Scientific classification
- Kingdom: Plantae
- Clade: Tracheophytes
- Clade: Angiosperms
- Clade: Eudicots
- Clade: Rosids
- Order: Sapindales
- Family: Sapindaceae
- Genus: Cossinia
- Species: C. australiana
- Binomial name: Cossinia australiana S.T.Reynolds

= Cossinia australiana =

- Genus: Cossinia
- Species: australiana
- Authority: S.T.Reynolds
- Conservation status: EN

Species of flowering plant

Cossinia australiana is a species of seasonal rainforest trees endemic to restricted areas of Queensland, Australia, and constituting part of the plant family Sapindaceae.

They are found only in restricted habitat areas of central-eastern to southeastern Queensland.

Both the Australian national and Queensland state governments have given the official conservation status of "endangered" for this species' remaining populations of trees.
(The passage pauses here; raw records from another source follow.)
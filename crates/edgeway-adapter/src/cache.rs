pub mod memory;
pub mod types;

use anyhow::Result;
use async_trait::async_trait;

// Re-export commonly used types
pub use memory::MemoryCache;
pub use types::{CacheStats, CachedResponse, cache_control_ttl};

/// Shared response cache consulted by the proxy gateways.
///
/// Keys are canonical outbound URLs. Values are full response snapshots;
/// freshness is interpreted by the adapter from each entry's own
/// `Cache-Control` header, so callers never deal with expiry themselves.
#[async_trait]
pub trait EdgeCache: Send + Sync {
    /// Look up a stored response. Stale entries are evicted and reported
    /// as absent.
    async fn lookup(&self, key: &str) -> Result<Option<CachedResponse>>;

    /// Store a response snapshot under the given key.
    async fn store(&self, key: &str, response: CachedResponse) -> Result<()>;

    /// Remove an entry, if present.
    async fn evict(&self, key: &str) -> Result<()>;

    /// Drop every expired entry, returning how many were removed.
    async fn purge_expired(&self) -> Result<u64>;

    /// Current entry count and payload volume.
    async fn stats(&self) -> Result<CacheStats>;
}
Within their endemic region the trees grow naturally in habitats of seasonal–drought adapted rainforests and associated vegetation types not adapted to fire, typically on nutrient–rich soils derived from basalt parent materials, which have historically had their native vegetation extensively destroyed and as of 2013 been further threatened.

This species name and description was formally published for the first time in 1982 by Sally T. Reynolds of the Queensland Herbarium.